DU names Joe Scott men’s basketball coach

Joe Scott has been named head men’s basketball coach at the University of Denver, Athletic Director Peg Bradley-Doppes announced today. Scott will assume his responsibilities at DU immediately.

Scott returns to Colorado after serving the last three seasons as head coach at Princeton, where he led the Tigers to a 38-45 (.458) mark including a second-place finish in the Ivy League in 2005–06. The Tigers led the nation in scoring defense (52.9 ppg) in 2006–07.

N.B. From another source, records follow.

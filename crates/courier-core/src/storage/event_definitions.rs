//! Repository for the event type catalog.

use std::sync::Arc;

use sqlx::PgPool;

use crate::{error::Result, models::EventDefinition};

/// Repository for event definition database operations.
pub struct Repository {
    pool: Arc<PgPool>,
}

impl Repository {
    /// Creates a new repository instance.
    pub fn new(pool: Arc<PgPool>) -> Self {
        Self { pool }
    }

    /// Returns a reference to the database pool.
    pub fn pool(&self) -> Arc<PgPool> {
        self.pool.clone()
    }

    /// Inserts a definition or refreshes its descriptive fields.
    ///
    /// An existing definition keeps its `is_active` flag so reseeding at
    /// startup never re-enables a type an operator switched off.
    ///
    /// # Errors
    ///
    /// Returns error if the upsert fails.
    pub async fn upsert(&self, definition: &EventDefinition) -> Result<()> {
        sqlx::query(
            r"
            INSERT INTO event_definitions (event_type, name, category, schema, is_system, is_active)
            VALUES ($1, $2, $3, $4, $5, $6)
            ON CONFLICT (event_type) DO UPDATE
            SET name = EXCLUDED.name,
                category = EXCLUDED.category,
                schema = EXCLUDED.schema,
                is_system = EXCLUDED.is_system
            ",
        )
        .bind(&definition.event_type)
        .bind(&definition.name)
        .bind(definition.category)
        .bind(&definition.schema)
        .bind(definition.is_system)
        .bind(definition.is_active)
        .execute(&*self.pool)
        .await?;

        Ok(())
    }

    /// Looks up a definition by event type.
    ///
    /// # Errors
    ///
    /// Returns error if query fails.
    pub async fn find(&self, event_type: &str) -> Result<Option<EventDefinition>> {
        let definition = sqlx::query_as::<_, EventDefinition>(
            r"
            SELECT event_type, name, category, schema, is_system, is_active
            FROM event_definitions
            WHERE event_type = $1
            ",
        )
        .bind(event_type)
        .fetch_optional(&*self.pool)
        .await?;

        Ok(definition)
    }

    /// Lists the catalog ordered by event type.
    ///
    /// # Errors
    ///
    /// Returns error if query fails.
    pub async fn list(&self) -> Result<Vec<EventDefinition>> {
        let definitions = sqlx::query_as::<_, EventDefinition>(
            r"
            SELECT event_type, name, category, schema, is_system, is_active
            FROM event_definitions
            ORDER BY event_type ASC
            ",
        )
        .fetch_all(&*self.pool)
        .await?;

        Ok(definitions)
    }

    /// Enables or disables a definition. Returns false if it does not exist.
    ///
    /// # Errors
    ///
    /// Returns error if update fails.
    pub async fn set_active(&self, event_type: &str, is_active: bool) -> Result<bool> {
        let result =
            sqlx::query("UPDATE event_definitions SET is_active = $2 WHERE event_type = $1")
                .bind(event_type)
                .bind(is_active)
                .execute(&*self.pool)
                .await?;

        Ok(result.rows_affected() > 0)
    }
}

Scott, 41, replaced John Thompson III at Princeton after serving four years as the head coach at Air Force. Scott, the 2004 Mountain West Conference coach of the year, led Air Force to a 22-7 record and its first NCAA tournament appearance in 42 years in 2004, when the Falcons won their first and only MWC regular-season title with a 12-2 record.

Air Force led the nation in scoring defense from 2000–03 under Scott’s tutelage. He posted a 51-63 (.447) overall mark in four seasons at Air Force and is considered the mastermind behind Air Force’s revival. The current Air Force seniors were all recruited by Scott and are now enjoying a strong run in the National Invitation Tournament under head coach Jeff Bzdelik.

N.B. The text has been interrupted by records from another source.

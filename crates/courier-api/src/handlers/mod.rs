//! HTTP request handlers.
//!
//! Handlers validate input, call into storage, the dispatcher or the
//! engine, and map failures to [`ApiError`](crate::ApiError). Tenant
//! scoping is by path; authentication sits in front of this service.

pub mod deliveries;
pub mod endpoints;
pub mod event_logs;
pub mod event_types;
pub mod events;
pub mod health;

pub use health::{health_check, liveness_check, readiness_check};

“Today is a new day for the University of Denver and its men’s basketball program,” Bradley-Doppes said. “We’re thrilled to name Joe Scott as our new men’s basketball coach. Throughout college basketball, programs continue to search for the next Joe Scott. Today we are excited to bring the original back to Colorado. Joe represents everything that we were looking for in a leader. He’s a strong recruiter, a winner and a tireless worker who is committed to bringing out the best in his student-athletes on the court and in the classroom.”

Scott served as an assistant coach at Princeton for eight seasons under legendary Hall of Fame head coach Pete Carril (1992–96) and Bill Carmody (1996–2000). The Tigers posted a 163-61 (.728) overall record, including three Ivy League titles and five consecutive postseason appearances with Scott as an assistant coach. The Tigers averaged 23 wins with Scott serving as Carmody’s top assistant coach from 1996–2000.

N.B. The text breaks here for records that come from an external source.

//! Event dispatch: fans one domain event out into per-endpoint deliveries.
//!
//! Dispatch makes no network calls. It resolves the event type against the
//! catalog, selects active subscribed endpoints whose filters accept the
//! payload, and writes the occurrence together with its deliveries in one
//! transaction. Workers pick the deliveries up afterwards.

use std::sync::Arc;

use courier_core::{
    Clock, Delivery, DeliveryId, Endpoint, EventId, EventLog, SourceRef, TenantId,
};
use serde_json::Value;
use tracing::{debug, error, info, warn};

use crate::{error::Result, storage::DeliveryStorage};

/// What a dispatch did.
#[derive(Debug, Clone, PartialEq, Eq)]
pub enum DispatchOutcome {
    /// Unknown or inactive event type; nothing was written.
    Ignored,
    /// The occurrence was recorded with one delivery per matching endpoint.
    Dispatched {
        /// Created deliveries, possibly none.
        deliveries: Vec<DeliveryId>,
    },
}

/// Turns fired domain events into pending deliveries.
#[derive(Clone)]
pub struct Dispatcher {
    storage: Arc<dyn DeliveryStorage>,
    clock: Arc<dyn Clock>,
}

impl std::fmt::Debug for Dispatcher {
    fn fmt(&self, f: &mut std::fmt::Formatter<'_>) -> std::fmt::Result {
        f.debug_struct("Dispatcher").finish_non_exhaustive()
    }
}

impl Dispatcher {
    /// Creates a dispatcher over `storage`.
    pub fn new(storage: Arc<dyn DeliveryStorage>, clock: Arc<dyn Clock>) -> Self {
        Self { storage, clock }
    }

    /// Fire-and-forget entry point for producers.
    ///
    /// Always returns a fresh event id. Unknown or inactive event types and
    /// internal failures are logged and otherwise ignored.
    pub async fn dispatch_event(
        &self,
        event_type: &str,
        payload: Value,
        tenant_id: TenantId,
        source: Option<SourceRef>,
    ) -> EventId {
        let event_id = EventId::new();
        match self.try_dispatch(event_id, event_type, payload, tenant_id, source).await {
            Ok(DispatchOutcome::Ignored) => {
                warn!(%event_id, event_type, %tenant_id, "unknown or inactive event type, ignoring");
            },
            Ok(DispatchOutcome::Dispatched { deliveries }) => {
                info!(
                    %event_id,
                    event_type,
                    %tenant_id,
                    endpoints_notified = deliveries.len(),
                    "event dispatched"
                );
            },
            Err(e) => {
                error!(%event_id, event_type, %tenant_id, error = %e, "event dispatch failed");
            },
        }
        event_id
    }

    /// Dispatches under a caller-chosen id and reports what happened.
    ///
    /// # Errors
    ///
    /// Returns `Storage` if the catalog or endpoints cannot be read or the
    /// occurrence cannot be written. Nothing is persisted in that case.
    pub async fn try_dispatch(
        &self,
        event_id: EventId,
        event_type: &str,
        payload: Value,
        tenant_id: TenantId,
        source: Option<SourceRef>,
    ) -> Result<DispatchOutcome> {
        let definition = self.storage.find_event_definition(event_type.to_string()).await?;
        if !definition.is_some_and(|d| d.is_active) {
            return Ok(DispatchOutcome::Ignored);
        }

        let now = self.clock.now_utc();
        let log = EventLog::new(event_id, tenant_id, event_type, payload, source, now);

        let candidates =
            self.storage.find_dispatch_targets(tenant_id, event_type.to_string()).await?;
        let deliveries: Vec<Delivery> = candidates
            .iter()
            .filter(|endpoint| {
                let accepted = endpoint.accepts_payload(&log.payload);
                if !accepted {
                    debug!(%event_id, endpoint_id = %endpoint.id, "filtered out by endpoint conditions");
                }
                accepted
            })
            .map(|endpoint| Delivery::new(endpoint, &log, now))
            .collect();

        let ids = deliveries.iter().map(|d| d.id).collect();
        self.storage.record_dispatch(log, deliveries, now).await?;
        Ok(DispatchOutcome::Dispatched { deliveries: ids })
    }

    /// Records an occurrence with a single delivery to `endpoint`, bypassing
    /// its subscriptions and filters.
    ///
    /// Backs the endpoint test action. The delivery is written already
    /// claimed, so workers leave it alone and the caller attempts it with
    /// [`DeliveryEngine::deliver_claimed`](crate::DeliveryEngine::deliver_claimed).
    /// The endpoint's status is not checked here; the engine decides at
    /// delivery time.
    ///
    /// # Errors
    ///
    /// Returns `Storage` if the occurrence cannot be written.
    pub async fn dispatch_to_endpoint(
        &self,
        endpoint: &Endpoint,
        event_type: &str,
        payload: Value,
    ) -> Result<Delivery> {
        let now = self.clock.now_utc();
        let log = EventLog::new(EventId::new(), endpoint.tenant_id, event_type, payload, None, now);
        let delivery = Delivery::new(endpoint, &log, now).claimed(now);

        self.storage.record_dispatch(log, vec![delivery.clone()], now).await?;
        debug!(
            event_id = %delivery.event_id,
            endpoint_id = %endpoint.id,
            delivery_id = %delivery.id,
            "direct delivery recorded"
        );
        Ok(delivery)
    }
}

“The head coaching position at the University of Denver represents a great opportunity for me both professionally and personally,” Scott said. “DU showed a real interest, a genuine commitment and a high level of understanding of what it takes to be competitive in Division I basketball. We’re going to work hard every day to build our program and define the Denver brand of basketball. I think the way we do things matches up really well with the vision and mission of the University of Denver.”

Scott started his coaching career as an assistant coach under Wayne Szoke at Monmouth University (New Jersey) in 1991–92. Scott helped the Hawks to their first 20-win season since 1981–82 prior to accepting an assistant coaching position at Princeton.

Scott and his wife, Leah, have two sons, Ben, 5, and Jack, 3.